WHAT IS BEING ASKED:
Beginning with the first line below, please restate each line exactly, down to and including the line containing "display order doubles".

Collected data entries:
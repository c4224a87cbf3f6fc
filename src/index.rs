//! Authoritative item storage for a directory view.
//!
//! `ItemIndex` owns the id → record mapping, the visible display order, the
//! selection set, and the two aggregate sums (`total_size`,
//! `selected_size`). It is the only writer of the aggregates: every mutation
//! path pairs a subtract with a matching add inside the same operation, so
//! the sums never drift from the actual membership.
//!
//! Directories are excluded from both aggregates. The display order doubles
//! as the view position space: slot `i` in the order is row `i` in the list
//! control.

use fnv::{FnvHashMap, FnvHashSet};

use crate::types::{FileMetadata, ItemId, ItemRecord, ShellIdentity};

/// Id → record mapping with display order and aggregate size bookkeeping.
#[derive(Debug, Default)]
pub struct ItemIndex {
    items: FnvHashMap<ItemId, ItemRecord>,
    /// Visible display order. Hidden items have a record but no order slot.
    order: Vec<ItemId>,
    selected: FnvHashSet<ItemId>,
    total_size: u64,
    selected_size: u64,
    next_id: u64,
}

impl ItemIndex {
    /// Creates a new empty index.
    pub fn new() -> Self {
        Self::default()
    }

    /// Inserts a record at the given display position (or appended when
    /// `position` is `None`), assigning a fresh identifier.
    ///
    /// Returns the identifier and the actual display position used.
    pub fn insert(&mut self, record: ItemRecord, position: Option<usize>) -> (ItemId, usize) {
        let id = ItemId(self.next_id);
        self.next_id += 1;

        if !record.is_directory() {
            self.total_size += record.size();
        }

        let position = position.unwrap_or(self.order.len()).min(self.order.len());
        self.order.insert(position, id);
        self.items.insert(id, record);

        (id, position)
    }

    /// Removes an item. Unknown ids are a no-op.
    ///
    /// Returns the vacated display position, or `None` when the id was
    /// unknown or the item was hidden.
    pub fn remove(&mut self, id: ItemId) -> Option<usize> {
        let record = self.items.remove(&id)?;

        if !record.is_directory() {
            self.total_size -= record.size();
            if self.selected.contains(&id) {
                self.selected_size -= record.size();
            }
        }
        self.selected.remove(&id);

        let position = self.order.iter().position(|&other| other == id);
        if let Some(position) = position {
            self.order.remove(position);
        }
        position
    }

    /// Re-synchronizes an item's metadata against a fresh stat result.
    ///
    /// The old size contribution is subtracted first; with `Some(metadata)`
    /// the new contribution is added and the metadata replaced, with `None`
    /// (the file vanished between notification and stat) the cached size is
    /// zeroed so the aggregates cannot be corrupted by a later removal.
    /// Unknown ids are a no-op.
    pub fn update(&mut self, id: ItemId, metadata: Option<FileMetadata>) {
        let Some(record) = self.items.get_mut(&id) else {
            return;
        };

        let selected = self.selected.contains(&id);
        if !record.is_directory() {
            self.total_size -= record.size();
            if selected {
                self.selected_size -= record.size();
            }
        }

        match metadata {
            Some(metadata) => {
                record.metadata = metadata;
                if !record.is_directory() {
                    self.total_size += record.size();
                    if selected {
                        self.selected_size += record.size();
                    }
                }
            }
            None => {
                record.metadata.size = 0;
            }
        }
    }

    /// Returns the record for an id.
    #[inline]
    pub fn get(&self, id: ItemId) -> Option<&ItemRecord> {
        self.items.get(&id)
    }

    /// Locates an item by its on-disk filename.
    ///
    /// Filenames are unique within a directory, so the first match wins.
    pub fn find_by_name(&self, file_name: &str) -> Option<ItemId> {
        self.items
            .iter()
            .find(|(_, record)| record.file_name == file_name)
            .map(|(&id, _)| id)
    }

    /// Returns the display position of a visible item.
    pub fn position_of(&self, id: ItemId) -> Option<usize> {
        self.order.iter().position(|&other| other == id)
    }

    /// Iterates visible records in display order.
    pub fn iter_visible(&self) -> impl Iterator<Item = (ItemId, &ItemRecord)> {
        self.order.iter().filter_map(|&id| {
            self.items.get(&id).map(|record| (id, record))
        })
    }

    /// Updates an item's names and identity after a rename. Sizes are
    /// untouched. Unknown ids are a no-op.
    pub fn rename(
        &mut self,
        id: ItemId,
        display_name: String,
        file_name: String,
        identity: ShellIdentity,
    ) {
        if let Some(record) = self.items.get_mut(&id) {
            record.display_name = display_name;
            record.file_name = file_name;
            record.identity = identity;
        }
    }

    /// Updates only the stored names, keeping the old identity.
    ///
    /// Used when a renamed item cannot currently be re-resolved.
    pub fn rename_name_only(&mut self, id: ItemId, name: &str) {
        if let Some(record) = self.items.get_mut(&id) {
            record.display_name = name.to_string();
            record.file_name = name.to_string();
        }
    }

    /// Marks an item selected or deselected, maintaining `selected_size`.
    pub fn set_selected(&mut self, id: ItemId, selected: bool) {
        let Some(record) = self.items.get(&id) else {
            return;
        };
        let changed = if selected {
            self.selected.insert(id)
        } else {
            self.selected.remove(&id)
        };
        if changed && !record.is_directory() {
            if selected {
                self.selected_size += record.size();
            } else {
                self.selected_size -= record.size();
            }
        }
    }

    /// Returns true if the item is currently selected.
    #[inline]
    pub fn is_selected(&self, id: ItemId) -> bool {
        self.selected.contains(&id)
    }

    /// Removes an item's display slot without removing the record.
    ///
    /// The record keeps contributing to `total_size` (the file still exists
    /// in the directory); the selection contribution is cleared since a
    /// hidden row cannot stay selected. Returns the vacated position.
    pub fn hide(&mut self, id: ItemId) -> Option<usize> {
        let position = self.order.iter().position(|&other| other == id)?;
        self.order.remove(position);
        self.set_selected(id, false);
        Some(position)
    }

    /// Number of items present, visible or hidden.
    #[inline]
    pub fn len(&self) -> usize {
        self.items.len()
    }

    /// Returns true if no items are present.
    #[inline]
    pub fn is_empty(&self) -> bool {
        self.items.is_empty()
    }

    /// Number of visible items.
    #[inline]
    pub fn visible_len(&self) -> usize {
        self.order.len()
    }

    /// Sum of sizes of all present non-directory items.
    #[inline]
    pub fn total_size(&self) -> u64 {
        self.total_size
    }

    /// Sum of sizes of all selected non-directory items.
    #[inline]
    pub fn selected_size(&self) -> u64 {
        self.selected_size
    }
}
//! Back/forward navigation history for a browsing view.
//!
//! Entries are deep-cloned location tokens stored in a growable sequence.
//! A cursor partitions the sequence into back entries (before the current
//! one) and forward entries (after it). Appending after navigating back
//! discards the forward entries, as a browser would.
//!
//! Storage is unbounded; only the popup-menu views (`back_history`,
//! `forward_history`) are capped, at [`MENU_WINDOW`] entries per direction.

use serde::{Deserialize, Serialize};

use crate::types::ShellIdentity;

/// Maximum number of entries shown per direction in a history popup menu.
pub const MENU_WINDOW: usize = 10;

/// A truncating back/forward stack of visited locations.
///
/// `current` counts entries up to and including the current one: the
/// current entry sits at index `current - 1`, entries before it are the
/// back history, entries from `current` on are the forward history.
#[derive(Debug, Clone, Default, Serialize, Deserialize)]
pub struct NavigationHistory {
    entries: Vec<ShellIdentity>,
    current: usize,
}

impl NavigationHistory {
    /// Creates an empty history.
    pub fn new() -> Self {
        Self::default()
    }

    /// Records a newly visited location.
    ///
    /// Clones the location, discards any forward entries, appends, and
    /// makes the new entry current.
    pub fn add_entry(&mut self, location: &ShellIdentity) {
        self.entries.truncate(self.current);
        self.entries.push(location.clone());
        self.current = self.entries.len();
    }

    /// Navigates by `offset` entries (negative = back, positive = forward)
    /// and returns a clone of the now-current location.
    ///
    /// Returns `None` without moving when the target falls outside the
    /// stored history. This call commits the navigation.
    pub fn navigate(&mut self, offset: i64) -> Option<ShellIdentity> {
        let target = self.target(offset)?;
        self.current = target;
        Some(self.entries[self.current - 1].clone())
    }

    /// Returns a clone of the entry `offset` steps from the current one
    /// without moving the cursor. Used for previews and popup menus.
    pub fn peek(&self, offset: i64) -> Option<ShellIdentity> {
        let target = self.target(offset)?;
        Some(self.entries[target - 1].clone())
    }

    /// Number of entries behind the current one.
    pub fn back_len(&self) -> usize {
        self.current.saturating_sub(1)
    }

    /// Number of entries ahead of the current one.
    pub fn forward_len(&self) -> usize {
        self.entries.len() - self.current
    }

    /// Returns true if a back navigation is possible.
    #[inline]
    pub fn can_go_back(&self) -> bool {
        self.back_len() > 0
    }

    /// Returns true if a forward navigation is possible.
    #[inline]
    pub fn can_go_forward(&self) -> bool {
        self.forward_len() > 0
    }

    /// Up to [`MENU_WINDOW`] back entries, nearest first.
    pub fn back_history(&self) -> Vec<ShellIdentity> {
        self.entries[..self.back_len()]
            .iter()
            .rev()
            .take(MENU_WINDOW)
            .cloned()
            .collect()
    }

    /// Up to [`MENU_WINDOW`] forward entries, nearest first.
    pub fn forward_history(&self) -> Vec<ShellIdentity> {
        self.entries[self.current..]
            .iter()
            .take(MENU_WINDOW)
            .cloned()
            .collect()
    }

    /// Total number of stored entries.
    #[inline]
    pub fn len(&self) -> usize {
        self.entries.len()
    }

    /// Returns true if no entries are stored.
    #[inline]
    pub fn is_empty(&self) -> bool {
        self.entries.is_empty()
    }

    /// Validates an offset and returns the cursor value it would commit.
    ///
    /// A target of 0 would point before the first entry, so the valid range
    /// is `1..=len`.
    fn target(&self, offset: i64) -> Option<usize> {
        let target = self.current as i64 + offset;
        if target < 1 || target > self.entries.len() as i64 {
            return None;
        }
        Some(target as usize)
    }
}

RESULT:
repository c4224a87cbf3f6fc
filename src/index.rs
//! Authoritative item storage for a directory view.
//!
//! `ItemIndex` owns the id → record mapping, the visible display order, the
//! selection set, and the two aggregate sums (`total_size`,
//! `selected_size`). It is the only writer of the aggregates: every mutation
//! path pairs a subtract with a matching add inside the same operation, so
//! the sums never drift from the actual membership.
//!
//! Directories are excluded from both aggregates. The display order doubles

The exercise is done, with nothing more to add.